New York Law School wants to help students and lawyers better represent religious clients by giving them a foundation in religious literacy that will help them navigate the attorney and client relationship.

The Manhattan law school has partnered with the Interfaith Center of New York for a year-long series of programming aimed at teaching law students and attorneys about religion and how it may surface within the legal context, as well as legal outreach efforts to local religious organizations. Organizers hope the program will continue beyond the initial year.

It's the first such religious diversity program at a law school, according to Henry Goldschmidt, director of programs at the Interfaith Center. Some law schools offer religious liberty clinics, which represent clients in litigation over religious freedoms. And a few law schools, including Fordham University School of Law, offer programming on religious lawyering, which seeks to help law students integrate their personal faith and their professional life. But the new religious diversity initiative has a different focus, which is for attorneys to better understand and represent their clients through a basic familiarity with their religion.

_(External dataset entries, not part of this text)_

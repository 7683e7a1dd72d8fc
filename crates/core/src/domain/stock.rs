//! Stock rack: eight effects and their flat parameter surface
//!
//! Processing order is chorus, compressor, delay, detune, flanger, phaser,
//! reverb, tremolo. Every effect starts bypassed. Tunables are declared in
//! the positional order each effect's `set_params` expects.

use crate::domain::dsp::{
    Chorus, Compressor, Delay, Detune, Flanger, LfoShape, Phaser, Reverb, Tremolo,
};
use crate::domain::effect::Effect;
use crate::domain::error::{RackError, Result};
use crate::domain::parameter::{Parameter, ParameterBundle, ParameterStack};
use crate::domain::rack::Rack;

/// Bundle names in processing order
pub const STOCK_EFFECTS: [&str; 8] = [
    "chorus",
    "compressor",
    "delay",
    "detune",
    "flanger",
    "phaser",
    "reverb",
    "tremolo",
];

pub static CHORUS: [Parameter; 4] = [
    Parameter::boolean("chorusToggle", false),
    Parameter::float("chorusRate", 0.01, 10.0, 0.2),
    Parameter::float("chorusDepth", 0.0, 30.0, 10.0),
    Parameter::float("chorusBlend", 0.0, 1.0, 0.5),
];

pub static COMPRESSOR: [Parameter; 7] = [
    Parameter::boolean("compressorToggle", false),
    Parameter::float("compressorThreshold", -60.0, 0.0, -20.0),
    Parameter::float("compressorRatio", 1.0, 20.0, 4.0),
    Parameter::float("compressorMakeup", 0.0, 24.0, 0.0),
    Parameter::float("compressorKnee", 0.0, 12.0, 2.0),
    Parameter::float("compressorAttack", 0.1, 100.0, 3.5),
    Parameter::float("compressorRelease", 1.0, 1000.0, 100.0),
];

pub static DELAY: [Parameter; 5] = [
    Parameter::boolean("delayToggle", false),
    Parameter::float("delayTime", 1.0, 2000.0, 398.0),
    Parameter::float("delayFeedback", 0.0, 0.99, 0.3),
    Parameter::float("delayDamping", 0.0, 1.0, 0.5),
    Parameter::float("delayBlend", 0.0, 1.0, 0.5),
];

pub static DETUNE: [Parameter; 4] = [
    Parameter::boolean("detuneToggle", false),
    Parameter::float("detunePitchRatio", 0.5, 2.0, 0.99),
    Parameter::float("detuneWindowSize", 5.0, 100.0, 22.0),
    Parameter::float("detuneBlend", 0.0, 1.0, 0.5),
];

pub static FLANGER: [Parameter; 4] = [
    Parameter::boolean("flangerToggle", false),
    Parameter::float("flangerRate", 0.01, 5.0, 0.2),
    Parameter::float("flangerDepth", 0.0, 10.0, 3.0),
    Parameter::float("flangerBlend", 0.0, 1.0, 0.5),
];

pub static PHASER: [Parameter; 3] = [
    Parameter::boolean("phaserToggle", false),
    Parameter::float("phaserRate", 0.01, 10.0, 0.2),
    Parameter::float("phaserFeedback", -1.0, 1.0, 0.7),
];

pub static REVERB: [Parameter; 7] = [
    Parameter::boolean("reverbToggle", false),
    Parameter::float("reverbTime", 0.001, 0.5, 0.03),
    Parameter::float("reverbRegen", 0.0, 0.99, 0.3),
    Parameter::float("reverbDamping", 0.0, 1.0, 0.5),
    Parameter::float("reverbBlend", 0.0, 1.0, 0.5),
    Parameter::float("reverbRoomLength", 1.0, 100.0, 50.0),
    Parameter::float("reverbAbsorptionCoefficient", 0.0, 1.0, 0.9),
];

pub static TREMOLO: [Parameter; 4] = [
    Parameter::boolean("tremoloToggle", false),
    Parameter::float("tremoloSpeed", 0.1, 20.0, 4.0),
    Parameter::float("tremoloDepth", 0.0, 1.0, 0.5),
    Parameter::choice("tremoloShape", &LfoShape::LABELS, 0),
];

/// One bundle per stock effect, in processing order
pub fn stock_bundles() -> Vec<ParameterBundle<'static>> {
    let declarations: [&'static [Parameter]; 8] = [
        &CHORUS,
        &COMPRESSOR,
        &DELAY,
        &DETUNE,
        &FLANGER,
        &PHASER,
        &REVERB,
        &TREMOLO,
    ];

    STOCK_EFFECTS
        .into_iter()
        .zip(declarations)
        .map(|(name, params)| ParameterBundle::new(name, params))
        .collect()
}

/// Build the stock effect configured by the bundle called `name`
pub fn stock_effect(name: &str, sample_rate: u32) -> Result<Box<dyn Effect>> {
    let effect: Box<dyn Effect> = match name {
        "chorus" => Box::new(Chorus::new(sample_rate)),
        "compressor" => Box::new(Compressor::new(sample_rate)),
        "delay" => Box::new(Delay::new(sample_rate)),
        "detune" => Box::new(Detune::new(sample_rate)),
        "flanger" => Box::new(Flanger::new(sample_rate)),
        "phaser" => Box::new(Phaser::new(sample_rate)),
        "reverb" => Box::new(Reverb::new(sample_rate)),
        "tremolo" => Box::new(Tremolo::new(sample_rate)),
        other => {
            return Err(RackError::InvalidConfiguration(format!(
                "no stock effect for bundle {}",
                other
            )))
        }
    };
    Ok(effect)
}

/// Assemble the full stock rack at `sample_rate`
pub fn stock_rack(sample_rate: u32) -> Result<Rack> {
    if sample_rate == 0 {
        return Err(RackError::InvalidConfiguration(
            "sample rate must be positive".to_string(),
        ));
    }

    let bundles = stock_bundles();
    let stack = ParameterStack::new(&bundles);
    Rack::build(&stack, |bundle| stock_effect(bundle.name(), sample_rate))
}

"We are, frankly, more interested in the religious and spiritual background of the clients attorneys are serving," Goldschmidt said. "Our work is to help attorneys of any background, whether they are religious or secular, to help them work more effectively with religiously diverse clients. As far as I know, there is nothing else like that in New York or elsewhere."

The religious diversity initiative has three components. The first component is having each first-year student at New York Law School attend sessions on religious diversity as part of their professional development training, with the first such session starting next week. Those sessions will include conversations with local faith leaders and discussions among students about religion.

Goldschmidt said students will read case studies in which an understanding of religion was integral to an attorney effectively representing their client. For example, they will learn about a divorce case in which an Hasidic man sought full custody of his children because his ex-wife had come out as a lesbian and left the Orthodox Jewish faith, despite a clause in their divorce agreement that the children would be raised Orthodox.

"Regardless of what you think of the merits of his case, or the tension between his religious identity and her sexuality, if you're going to serve him as a client, you need to understand, 'What does it mean to a Hasidic Jew that their children be raised according to certain standards?'" Goldschmidt said.

Similarly, law students will learn about a case in which a Sikh Metropolitan Transit Authority worker successfully fought a policy that he wear an MTA logo on his turban. It's important to understand why a Sikh client would not want to wear a pin on their turban, which is considered a religious garment, Goldschmidt added.

A second component of the program involves training third-year law students to provide legal outreach to religious communities. After receiving religious diversity instruction, the upper-class students will offer "know your rights" sessions to congregations affiliated with the Interfaith Center of New York. The topics may include immigration, domestic violence, nonprofit and small business law, investor protection, and housing rights.

Lastly, the school plans to host a religious diversity and legal practice symposium in March 2020 where attorneys may earn CLE credit to fulfill the diversity, inclusion, and elimination of bias CLE requirement. Attendees will hear remarks from Chief Judge Robert Katzmann of the U.S. Court of Appeals for the Second Circuit, as well as religious leaders, faith-based activists, and attorneys who work with a broad array of religious clients.

Organizers hope the new initiative will fill a gap in the diversity instruction lawyers and law students receive.

"I think it's not something that we speak about," said Swati Parikh, the law school's executive director of public service and pro bono initiatives. "Students aren't taking classes where they are being taught cultural competency in relation to religion. We certainly discuss implicit bias and cultural competency, but it's more in the context of race, ethnicity, and gender. Not so much religion."